The important point about community-level prevention is that it consists of actions taken by a community to benefit all or a subset of community members. The social and physical determinants of health, health disparities, and social exclusion/lack of access are known to be major factors in the onset and severity of mental and substance use conditions. For this reason, it is essential that behavioral health move quickly to become a public health discipline capable of developing and leading such community interventions designed to prevent or ameliorate disease.

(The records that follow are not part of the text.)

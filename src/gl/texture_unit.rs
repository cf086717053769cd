// RasterGL
// copyright zipxing@hotmail.com 2022~2025

//! Texture unit pool.
//!
//! One allocator lives in each `RasterContext`, so two contexts in the same
//! process never hand out units from a shared table. Uploads use the scratch
//! unit [`UPLOAD_UNIT`], which sits just past the pool.

use crate::error::{RasterError, Result};

/// number of sampler units handed out to textures
pub const TEXTURE_UNIT_COUNT: usize = 16;

/// unit used while creating or filling textures, never given to a texture
pub const UPLOAD_UNIT: u32 = TEXTURE_UNIT_COUNT as u32;

#[derive(Debug, Clone, Default)]
pub struct TextureUnitAllocator {
    slots: [bool; TEXTURE_UNIT_COUNT],
}

impl TextureUnitAllocator {
    pub fn new() -> Self {
        Self::default()
    }

    /// First free slot, or `ResourceExhausted` when all are taken.
    pub fn acquire(&mut self) -> Result<u32> {
        match self.slots.iter().position(|used| !used) {
            Some(i) => {
                self.slots[i] = true;
                Ok(i as u32)
            }
            None => Err(RasterError::ResourceExhausted {
                slots: TEXTURE_UNIT_COUNT,
            }),
        }
    }

    pub fn release(&mut self, unit: u32) {
        if let Some(slot) = self.slots.get_mut(unit as usize) {
            *slot = false;
        }
    }

    pub fn is_in_use(&self, unit: u32) -> bool {
        self.slots.get(unit as usize).copied().unwrap_or(false)
    }

    pub fn in_use(&self) -> usize {
        self.slots.iter().filter(|used| **used).count()
    }

    pub fn available(&self) -> usize {
        TEXTURE_UNIT_COUNT - self.in_use()
    }
}

#[cfg(test)]
mod tests {
    use super::*;

    #[test]
    fn hands_out_first_free_slot() {
        let mut units = TextureUnitAllocator::new();
        assert_eq!(units.acquire(), Ok(0));
        assert_eq!(units.acquire(), Ok(1));
        assert_eq!(units.acquire(), Ok(2));
        units.release(1);
        assert_eq!(units.acquire(), Ok(1));
        assert_eq!(units.in_use(), 3);
    }

    #[test]
    fn seventeenth_acquire_is_exhausted() {
        let mut units = TextureUnitAllocator::new();
        for i in 0..TEXTURE_UNIT_COUNT {
            assert_eq!(units.acquire(), Ok(i as u32));
        }
        assert_eq!(
            units.acquire(),
            Err(RasterError::ResourceExhausted { slots: 16 })
        );
        units.release(7);
        assert_eq!(units.acquire(), Ok(7));
    }

    #[test]
    fn release_out_of_range_is_ignored() {
        let mut units = TextureUnitAllocator::new();
        units.release(UPLOAD_UNIT);
        units.release(99);
        assert_eq!(units.available(), TEXTURE_UNIT_COUNT);
        assert!(!units.is_in_use(UPLOAD_UNIT));
    }

    #[test]
    fn pools_are_independent() {
        let mut a = TextureUnitAllocator::new();
        let mut b = TextureUnitAllocator::new();
        assert_eq!(a.acquire(), Ok(0));
        assert_eq!(b.acquire(), Ok(0));
        assert!(a.is_in_use(0) && b.is_in_use(0));
        a.release(0);
        assert!(b.is_in_use(0));
    }
}
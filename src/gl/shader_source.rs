// RasterGL
// copyright zipxing@hotmail.com 2022~2025

// pass-through full-screen quad, exposes `uv` in [0, 1]
pub const DEFAULT_VERTEX_SHADER: &str = "#version 300 es
precision highp float;

in vec2 a_position;
out vec4 position;
out vec2 uv;

void main() {
  position = vec4(a_position, 0.0, 1.0);
  gl_Position = position;
  uv = position.xy / 2. + 0.5;
}";

// uv visualization
pub const DEFAULT_FRAGMENT_SHADER: &str = "#version 300 es
precision highp float;

in vec2 uv;
out vec4 fragColor;

void main() {
  fragColor = vec4(uv.x, uv.y, 1. - uv.x * uv.y, 1.);
}";

/// vertex attribute the quad is bound to
pub const POSITION_ATTRIBUTE: &str = "a_position";

/// full-screen quad drawn as a TRIANGLE_STRIP of 4 vertices
pub const QUAD_VERTICES: [f32; 8] = [-1.0, -1.0, 1.0, -1.0, -1.0, 1.0, 1.0, 1.0];
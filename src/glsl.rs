// RasterGL
// copyright zipxing@hotmail.com 2022~2025

//! GLSL snippets for elevation tiles in the Terrarium encoding, where
//! `elevation = r * 256 + g + b / 256 - 32768` with 8 bit channels.

/// `float terrariumToElevation(vec4 color)`
pub const TERRARIUM_TO_ELEVATION: &str = "float terrariumToElevation(vec4 color) {
  return (color.r * 255.0 * 256.0 + color.g * 255.0 + color.b * 255.0 / 256.0) - 32768.0;
}";

/// `vec4 elevationToTerrarium(float elevation)`
pub const ELEVATION_TO_TERRARIUM: &str = "vec4 elevationToTerrarium(float elevation) {
  float e = elevation + 32768.0;
  float r = floor(e / 256.0);
  float g = floor(e - r * 256.0);
  float b = (e - r * 256.0 - g) * 256.0;
  return vec4(r / 255.0, g / 255.0, b / 255.0, 1.0);
}";

/// CPU twin of `terrariumToElevation`.
pub fn terrarium_to_elevation(rgb: [u8; 3]) -> f32 {
    let [r, g, b] = rgb.map(f32::from);
    r * 256.0 + g + b / 256.0 - 32768.0
}

/// CPU twin of `elevationToTerrarium`.
pub fn elevation_to_terrarium(elevation: f32) -> [u8; 3] {
    let e = elevation + 32768.0;
    let r = (e / 256.0).floor();
    let g = (e - r * 256.0).floor();
    let b = (e - r * 256.0 - g) * 256.0;
    [r, g, b].map(|c| c.clamp(0.0, 255.0) as u8)
}

/// One direction of a separable Gaussian blur over a Terrarium tile.
///
/// Uniforms: `sampler2D u_tile`, `float u_kernel[kernel_len]` (see
/// `kernel::build_gaussian_kernel`) and `vec2 u_direction`, (1, 0) for the
/// horizontal pass and (0, 1) for the vertical one.
pub fn separable_blur_fragment(kernel_len: usize) -> String {
    let len = kernel_len.max(1);
    format!(
        "#version 300 es
precision highp float;

in vec2 uv;
out vec4 fragColor;

uniform sampler2D u_tile;
uniform float u_kernel[{len}];
uniform vec2 u_direction;

{to_elevation}

{to_terrarium}

void main() {{
  vec2 texel = u_direction / vec2(textureSize(u_tile, 0));
  float sum = 0.0;
  for (int i = 0; i < {len}; i++) {{
    vec2 position = uv + float(i - {half}) * texel;
    sum += u_kernel[i] * terrariumToElevation(texture(u_tile, position));
  }}
  fragColor = elevationToTerrarium(sum);
}}",
        len = len,
        half = len / 2,
        to_elevation = TERRARIUM_TO_ELEVATION,
        to_terrarium = ELEVATION_TO_TERRARIUM,
    )
}

#[cfg(test)]
mod tests {
    use super::*;

    #[test]
    fn terrarium_codec_matches() {
        for elevation in [-32768.0, -10.5, 0.0, 8848.25, 1234.0] {
            let rgb = elevation_to_terrarium(elevation);
            assert!((terrarium_to_elevation(rgb) - elevation).abs() < 1.0 / 256.0 + 1e-3);
        }
    }

    #[test]
    fn blur_declares_kernel_length() {
        let src = separable_blur_fragment(7);
        assert!(src.contains("uniform float u_kernel[7];"));
        assert!(src.contains("float(i - 3)"));
        assert!(src.contains("float terrariumToElevation(vec4 color)"));
        assert!(src.starts_with("#version 300 es"));
    }
}
// RasterGL
// copyright zipxing@hotmail.com 2022~2025

//! Pixel readback of a node's render target.

use super::Node;
use crate::{
    canvas::Canvas,
    error::{RasterError, Result},
    gl::GlBackend,
    image_io::encode_png,
    texture::flip_rows,
};

/// Raw RGBA readback, rows bottom to top as GL returns them.
#[derive(Debug, Clone, PartialEq)]
pub enum PixelData {
    U8(Vec<u8>),
    U32(Vec<u32>),
    /// uint32 texels reinterpreted bit for bit
    F32(Vec<f32>),
}

impl PixelData {
    /// number of channel values
    pub fn len(&self) -> usize {
        match self {
            PixelData::U8(v) => v.len(),
            PixelData::U32(v) => v.len(),
            PixelData::F32(v) => v.len(),
        }
    }

    pub fn is_empty(&self) -> bool {
        self.len() == 0
    }
}

/// RGBA bytes, rows top to bottom.
#[derive(Debug, Clone, PartialEq)]
pub struct ImageData {
    pub width: u32,
    pub height: u32,
    pub data: Vec<u8>,
}

impl<C: Canvas> Node<'_, C> {
    // output size when rendering to texture, canvas drawing buffer otherwise
    fn target_size(&self) -> (u32, u32) {
        let node = self.state();
        if node.render_to_texture {
            (node.width, node.height)
        } else {
            self.ctx.canvas.size()
        }
    }

    /// Read the node's target as it is now, without rendering.
    ///
    /// uint32 nodes read RGBA_INTEGER texels, as `F32` when `as_float`;
    /// 8 bit nodes always read bytes.
    pub fn pixel_data(&mut self, as_float: bool) -> Result<PixelData> {
        let (width, height) = self.target_size();
        let framebuffer = self.state().framebuffer();
        let ctx = &mut *self.ctx;
        if !ctx.state.is_bound(framebuffer) {
            ctx.state.bind_target(&ctx.gl, framebuffer);
        }
        let len = width as usize * height as usize * 4;
        if self.state().uint32 {
            let mut data = vec![0u32; len];
            self.ctx.gl.read_pixels_u32(width, height, &mut data);
            if as_float {
                Ok(PixelData::F32(bytemuck::cast_slice(&data[..]).to_vec()))
            } else {
                Ok(PixelData::U32(data))
            }
        } else {
            let mut data = vec![0u8; len];
            self.ctx.gl.read_pixels_u8(width, height, &mut data);
            Ok(PixelData::U8(data))
        }
    }

    /// `ImageData` of an 8 bit node; uint32 payloads are not colors.
    pub fn image_data(&mut self) -> Result<ImageData> {
        if self.state().uint32 {
            return Err(RasterError::UnsupportedFormat(format!(
                "{} outputs uint32 data, not an image",
                self.id
            )));
        }
        let (width, height) = self.target_size();
        let PixelData::U8(mut data) = self.pixel_data(false)? else {
            return Err(RasterError::UnsupportedFormat(self.id.to_string()));
        };
        flip_rows(&mut data, width as usize * 4);
        Ok(ImageData {
            width,
            height,
            data,
        })
    }

    pub fn rgba_image(&mut self) -> Result<image::RgbaImage> {
        let img = self.image_data()?;
        image::RgbaImage::from_raw(img.width, img.height, img.data)
            .ok_or_else(|| RasterError::EncodeFailed("pixel buffer size mismatch".to_string()))
    }

    /// PNG file bytes of the current output.
    pub fn png_bytes(&mut self) -> Result<Vec<u8>> {
        let img = self.image_data()?;
        encode_png(img.width, img.height, &img.data)
    }
}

Prevention at the Personal Level
Prevention at the personal level follows the same underlying logic as at the community level. Some interventions are directed at everyone in a community; some, only at those at risk of disease; and some, only at those who already have disease. The essential difference is that, for the most part, these interventions are implemented just one person at a time. Here, I have cited three personal interventions that relate to mental and substance use conditions. Other examples need to be developed and made part of this effort.
For Everyone. Training in resiliency can improve how one responds to and copes with personal difficulty, stress, and trauma. Hence, everyone should receive age appropriate resiliency training.

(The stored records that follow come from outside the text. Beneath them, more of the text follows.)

// RasterGL
// copyright zipxing@hotmail.com 2022~2025

//! `GlBackend` over glow, covering desktop GL 3.3+/ES 3 contexts made with
//! `glow::Context::from_loader_function` and browser contexts made with
//! `glow::Context::from_webgl2_context`.

use super::{Filter, GlBackend, ShaderKind, TexelFormat};
use glow::HasContext;

impl GlBackend for glow::Context {
    type Texture = glow::Texture;
    type Framebuffer = glow::Framebuffer;
    type Program = glow::Program;
    type Shader = glow::Shader;
    type Buffer = glow::Buffer;
    type VertexArray = glow::VertexArray;
    type UniformLocation = glow::UniformLocation;

    fn create_texture(&self) -> Result<glow::Texture, String> {
        unsafe { HasContext::create_texture(self) }
    }

    fn delete_texture(&self, texture: glow::Texture) {
        unsafe { HasContext::delete_texture(self, texture) }
    }

    fn active_texture(&self, unit: u32) {
        unsafe { HasContext::active_texture(self, glow::TEXTURE0 + unit) }
    }

    fn bind_texture(&self, texture: Option<glow::Texture>) {
        unsafe { HasContext::bind_texture(self, glow::TEXTURE_2D, texture) }
    }

    fn set_unpack_alignment(&self, alignment: i32) {
        unsafe { self.pixel_store_i32(glow::UNPACK_ALIGNMENT, alignment) }
    }

    fn tex_image_2d(&self, width: u32, height: u32, format: TexelFormat, pixels: Option<&[u8]>) {
        let (internal, fmt, ty) = match format {
            TexelFormat::Rgb8 => (glow::RGB8, glow::RGB, glow::UNSIGNED_BYTE),
            TexelFormat::Rgba8 => (glow::RGBA8, glow::RGBA, glow::UNSIGNED_BYTE),
            TexelFormat::Rgba32Ui => (glow::RGBA32UI, glow::RGBA_INTEGER, glow::UNSIGNED_INT),
        };
        unsafe {
            HasContext::tex_image_2d(
                self,
                glow::TEXTURE_2D,
                0,
                internal as i32,
                width as i32,
                height as i32,
                0,
                fmt,
                ty,
                pixels,
            );
        }
    }

    fn set_texture_sampling(&self, filter: Filter) {
        let f = match filter {
            Filter::Nearest => glow::NEAREST,
            Filter::Linear => glow::LINEAR,
        };
        unsafe {
            self.tex_parameter_i32(glow::TEXTURE_2D, glow::TEXTURE_MIN_FILTER, f as i32);
            self.tex_parameter_i32(glow::TEXTURE_2D, glow::TEXTURE_MAG_FILTER, f as i32);
            self.tex_parameter_i32(
                glow::TEXTURE_2D,
                glow::TEXTURE_WRAP_S,
                glow::CLAMP_TO_EDGE as i32,
            );
            self.tex_parameter_i32(
                glow::TEXTURE_2D,
                glow::TEXTURE_WRAP_T,
                glow::CLAMP_TO_EDGE as i32,
            );
        }
    }

    fn create_shader(&self, kind: ShaderKind) -> Result<glow::Shader, String> {
        let ty = match kind {
            ShaderKind::Vertex => glow::VERTEX_SHADER,
            ShaderKind::Fragment => glow::FRAGMENT_SHADER,
        };
        unsafe { HasContext::create_shader(self, ty) }
    }

    fn shader_source(&self, shader: glow::Shader, source: &str) {
        unsafe { HasContext::shader_source(self, shader, source) }
    }

    fn compile_shader(&self, shader: glow::Shader) {
        unsafe { HasContext::compile_shader(self, shader) }
    }

    fn shader_compile_status(&self, shader: glow::Shader) -> bool {
        unsafe { self.get_shader_compile_status(shader) }
    }

    fn shader_info_log(&self, shader: glow::Shader) -> String {
        unsafe { self.get_shader_info_log(shader) }
    }

    fn delete_shader(&self, shader: glow::Shader) {
        unsafe { HasContext::delete_shader(self, shader) }
    }

    fn create_program(&self) -> Result<glow::Program, String> {
        unsafe { HasContext::create_program(self) }
    }

    fn attach_shader(&self, program: glow::Program, shader: glow::Shader) {
        unsafe { HasContext::attach_shader(self, program, shader) }
    }

    fn detach_shader(&self, program: glow::Program, shader: glow::Shader) {
        unsafe { HasContext::detach_shader(self, program, shader) }
    }

    fn link_program(&self, program: glow::Program) {
        unsafe { HasContext::link_program(self, program) }
    }

    fn program_link_status(&self, program: glow::Program) -> bool {
        unsafe { self.get_program_link_status(program) }
    }

    fn program_info_log(&self, program: glow::Program) -> String {
        unsafe { self.get_program_info_log(program) }
    }

    fn delete_program(&self, program: glow::Program) {
        unsafe { HasContext::delete_program(self, program) }
    }

    fn use_program(&self, program: Option<glow::Program>) {
        unsafe { HasContext::use_program(self, program) }
    }

    fn uniform_location(&self, program: glow::Program, name: &str) -> Option<glow::UniformLocation> {
        unsafe { self.get_uniform_location(program, name) }
    }

    fn attrib_location(&self, program: glow::Program, name: &str) -> Option<u32> {
        unsafe { self.get_attrib_location(program, name) }
    }

    fn uniform_1_i32(&self, location: Option<&glow::UniformLocation>, x: i32) {
        unsafe { HasContext::uniform_1_i32(self, location, x) }
    }

    fn uniform_2_i32(&self, location: Option<&glow::UniformLocation>, x: i32, y: i32) {
        unsafe { HasContext::uniform_2_i32(self, location, x, y) }
    }

    fn uniform_3_i32(&self, location: Option<&glow::UniformLocation>, x: i32, y: i32, z: i32) {
        unsafe { HasContext::uniform_3_i32(self, location, x, y, z) }
    }

    fn uniform_4_i32(
        &self,
        location: Option<&glow::UniformLocation>,
        x: i32,
        y: i32,
        z: i32,
        w: i32,
    ) {
        unsafe { HasContext::uniform_4_i32(self, location, x, y, z, w) }
    }

    fn uniform_1_f32(&self, location: Option<&glow::UniformLocation>, x: f32) {
        unsafe { HasContext::uniform_1_f32(self, location, x) }
    }

    fn uniform_2_f32(&self, location: Option<&glow::UniformLocation>, x: f32, y: f32) {
        unsafe { HasContext::uniform_2_f32(self, location, x, y) }
    }

    fn uniform_3_f32(&self, location: Option<&glow::UniformLocation>, x: f32, y: f32, z: f32) {
        unsafe { HasContext::uniform_3_f32(self, location, x, y, z) }
    }

    fn uniform_4_f32(
        &self,
        location: Option<&glow::UniformLocation>,
        x: f32,
        y: f32,
        z: f32,
        w: f32,
    ) {
        unsafe { HasContext::uniform_4_f32(self, location, x, y, z, w) }
    }

    fn uniform_1_i32_slice(&self, location: Option<&glow::UniformLocation>, values: &[i32]) {
        unsafe { HasContext::uniform_1_i32_slice(self, location, values) }
    }

    fn uniform_1_f32_slice(&self, location: Option<&glow::UniformLocation>, values: &[f32]) {
        unsafe { HasContext::uniform_1_f32_slice(self, location, values) }
    }

    fn create_vertex_array(&self) -> Result<glow::VertexArray, String> {
        unsafe { HasContext::create_vertex_array(self) }
    }

    fn bind_vertex_array(&self, vertex_array: Option<glow::VertexArray>) {
        unsafe { HasContext::bind_vertex_array(self, vertex_array) }
    }

    fn delete_vertex_array(&self, vertex_array: glow::VertexArray) {
        unsafe { HasContext::delete_vertex_array(self, vertex_array) }
    }

    fn create_buffer(&self) -> Result<glow::Buffer, String> {
        unsafe { HasContext::create_buffer(self) }
    }

    fn bind_array_buffer(&self, buffer: Option<glow::Buffer>) {
        unsafe { self.bind_buffer(glow::ARRAY_BUFFER, buffer) }
    }

    fn array_buffer_data(&self, data: &[u8]) {
        unsafe { self.buffer_data_u8_slice(glow::ARRAY_BUFFER, data, glow::STATIC_DRAW) }
    }

    fn delete_buffer(&self, buffer: glow::Buffer) {
        unsafe { HasContext::delete_buffer(self, buffer) }
    }

    fn enable_vertex_attrib_array(&self, index: u32) {
        unsafe { HasContext::enable_vertex_attrib_array(self, index) }
    }

    fn vertex_attrib_pointer_f32(&self, index: u32, size: i32, stride: i32, offset: i32) {
        unsafe { HasContext::vertex_attrib_pointer_f32(self, index, size, glow::FLOAT, false, stride, offset) }
    }

    fn create_framebuffer(&self) -> Result<glow::Framebuffer, String> {
        unsafe { HasContext::create_framebuffer(self) }
    }

    fn bind_framebuffer(&self, framebuffer: Option<glow::Framebuffer>) {
        unsafe { HasContext::bind_framebuffer(self, glow::FRAMEBUFFER, framebuffer) }
    }

    fn framebuffer_texture_2d(&self, texture: Option<glow::Texture>) {
        unsafe {
            HasContext::framebuffer_texture_2d(
                self,
                glow::FRAMEBUFFER,
                glow::COLOR_ATTACHMENT0,
                glow::TEXTURE_2D,
                texture,
                0,
            );
        }
    }

    fn framebuffer_complete(&self) -> bool {
        unsafe { self.check_framebuffer_status(glow::FRAMEBUFFER) == glow::FRAMEBUFFER_COMPLETE }
    }

    fn delete_framebuffer(&self, framebuffer: glow::Framebuffer) {
        unsafe { HasContext::delete_framebuffer(self, framebuffer) }
    }

    fn viewport(&self, x: i32, y: i32, width: i32, height: i32) {
        unsafe { HasContext::viewport(self, x, y, width, height) }
    }

    fn clear_color(&self, r: f32, g: f32, b: f32, a: f32) {
        unsafe { HasContext::clear_color(self, r, g, b, a) }
    }

    fn clear_color_buffer(&self) {
        unsafe { self.clear(glow::COLOR_BUFFER_BIT) }
    }

    fn draw_triangle_strip(&self, first: i32, count: i32) {
        unsafe { self.draw_arrays(glow::TRIANGLE_STRIP, first, count) }
    }

    fn read_pixels_u8(&self, width: u32, height: u32, out: &mut [u8]) {
        unsafe {
            self.read_pixels(
                0,
                0,
                width as i32,
                height as i32,
                glow::RGBA,
                glow::UNSIGNED_BYTE,
                glow::PixelPackData::Slice(out),
            );
        }
    }

    fn read_pixels_u32(&self, width: u32, height: u32, out: &mut [u32]) {
        unsafe {
            self.read_pixels(
                0,
                0,
                width as i32,
                height as i32,
                glow::RGBA_INTEGER,
                glow::UNSIGNED_INT,
                glow::PixelPackData::Slice(bytemuck::cast_slice_mut(out)),
            );
        }
    }
}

For Those at Risk. For those at increased risk of a mental or substance use condition, very early identification and intervention can be key to reducing subsequent severity or actually mitigating the disease.

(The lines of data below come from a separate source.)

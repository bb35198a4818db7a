pub mod completions;
pub mod dashboard;
pub mod export;
pub mod fees;
pub mod import;
pub mod init;
pub mod pending;
pub mod record;
pub mod status;
pub mod sync;

use clap::{Parser, Subcommand};
use colored::Colorize;
use rusqlite::Connection;

use crate::db::{get_connection, init_db};
use crate::error::{BursarError, Result};
use crate::reconciler::{OverpaymentPolicy, PayerFilter, ReconcileWarning};
use crate::settings::Settings;

#[derive(Parser)]
#[command(name = "bursar", about = "Fee ledger reconciliation for school finance offices.")]
pub struct Cli {
    /// Log progress to stderr (same as RUST_LOG=bursar=debug)
    #[arg(short, long, global = true)]
    pub verbose: bool,

    #[command(subcommand)]
    pub command: Commands,
}

#[derive(Subcommand)]
pub enum Commands {
    /// Write settings and create the local cache.
    Init {
        /// Path for bursar data (default: ~/Documents/bursar)
        #[arg(long = "data-dir")]
        data_dir: Option<String>,
        /// Backend base URL, e.g. https://school.example/api
        #[arg(long = "api-url")]
        api_url: Option<String>,
        /// Currency symbol used in tables
        #[arg(long)]
        currency: Option<String>,
        /// Overpayment policy: ignore, flag, credit
        #[arg(long)]
        overpayment: Option<OverpaymentPolicy>,
        /// Payer used when --payer is omitted
        #[arg(long = "default-payer")]
        default_payer: Option<String>,
    },
    /// Fetch fee structures, payments, students and classes from the backend.
    Sync,
    /// Load an offline JSON snapshot into the cache.
    Import {
        /// Path to a snapshot file with fee_structures, fee_payments, students, classes
        file: String,
    },
    /// Show one payer's reconciled fee payments.
    Fees {
        /// Payer identity (email)
        #[arg(long)]
        payer: Option<String>,
        /// Payer display name, matched when a payment has no identity
        #[arg(long)]
        name: Option<String>,
        /// Override the configured overpayment policy
        #[arg(long)]
        overpayment: Option<OverpaymentPolicy>,
    },
    /// List every payer with an outstanding balance.
    Pending {
        /// Override the configured overpayment policy
        #[arg(long)]
        overpayment: Option<OverpaymentPolicy>,
    },
    /// Whole-school finance summary and monthly trend.
    Dashboard {
        /// Restrict the monthly trend to one year
        #[arg(long)]
        year: Option<i32>,
    },
    /// Validate and post a new fee payment.
    Record {
        /// Payer identity (email)
        #[arg(long)]
        payer: String,
        /// Fee structure id
        #[arg(long)]
        structure: i64,
        /// Amount paid
        #[arg(long)]
        amount: String,
        /// Cash, Card, Bank Transfer, Online or Cheque
        #[arg(long)]
        method: String,
        /// Payment date YYYY-MM-DD (default: today)
        #[arg(long)]
        date: Option<String>,
        /// Transaction reference (generated when omitted)
        #[arg(long = "transaction-id")]
        transaction_id: Option<String>,
        #[arg(long)]
        remarks: Option<String>,
        /// Validate only; do not post
        #[arg(long = "dry-run")]
        dry_run: bool,
    },
    /// Write reconciled payment rows to CSV.
    Export {
        /// Output file path
        #[arg(long)]
        output: String,
        /// Scope to one payer (all payers when omitted)
        #[arg(long)]
        payer: Option<String>,
        #[arg(long)]
        name: Option<String>,
    },
    /// Show settings, cache location and row counts.
    Status,
    /// Print shell completions.
    Completions {
        shell: clap_complete::Shell,
    },
}

/// Open the cache, failing if `bursar init` has not been run.
pub(crate) fn open_cache(settings: &Settings) -> Result<Connection> {
    let path = settings.db_path();
    if !path.exists() {
        return Err(BursarError::NotInitialized);
    }
    let conn = get_connection(&path)?;
    init_db(&conn)?;
    Ok(conn)
}

/// Build a payer filter from flags, falling back to the configured default.
pub(crate) fn payer_filter(
    payer: Option<&str>,
    name: Option<&str>,
    settings: &Settings,
) -> Option<PayerFilter> {
    let identity = payer.or(settings.default_payer.as_deref());
    let filter = match (identity, name) {
        (Some(id), Some(n)) => PayerFilter::identity(id).with_name(n),
        (Some(id), None) => PayerFilter::identity(id),
        (None, Some(n)) => PayerFilter::default().with_name(n),
        (None, None) => return None,
    };
    Some(filter)
}

pub(crate) fn policy_or(override_policy: Option<OverpaymentPolicy>, settings: &Settings) -> OverpaymentPolicy {
    override_policy.unwrap_or(settings.overpayment)
}

pub(crate) fn print_warnings(warnings: &[ReconcileWarning]) {
    if warnings.is_empty() {
        return;
    }
    println!("\n{} ({})", "Data warnings".yellow().bold(), warnings.len());
    for w in warnings {
        println!("  {} {w}", "!".yellow());
    }
}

For Those with Disease. For those who already have one or more of these conditions, self-management and wellness strategies can mitigate relapse and severity. As an example of the latter, health activation strategies can be very important personal prevention tools (see https://www.behavioral.net/blogs/ron-manderscheid/recovery-resilience-health-activation).
Next Steps
Both the Affordable Care Act (see overview at https://www.tandfonline.com/doi/full/10.1080/1536710X.2013.870510#.UwePis7EUs0) and the National Prevention Strategy developed by the US Department of Health and Human Services (see https://www.cdc.gov/features/preventionstrategy/) create energizing opportunities for us to develop, test, and implement community and personal prevention interventions.
The Substance Abuse and Mental Health Services Administration provides essential leadership in developing community and personal prevention interventions for mental health and substance use conditions (see https://beta.samhsa.gov/programs-campaigns). Recently, Paolo Del Vecchio, the Director of SAMHSA’s Center for Mental Health Services, has written eloquently about the power of prevention (see https://blog.samhsa.gov/2014/05/28/the-power-of-prevention/#.U4iH0zYZ4nI).
The Centers for Disease Control and Prevention also supports a broad range of programs and publications on community and personal prevention interventions that are of considerable interest to our field (see https://www.cdc.gov/chronicdisease/index.htm).
Clearly, additional work at a much accelerated pace is needed to optimize the opportunities created by the Affordable Care Act, so that community and personal prevention interventions are readily available to all Americans.
What you learned as a young child does ring true: An ounce of prevention is worth a pound of cure.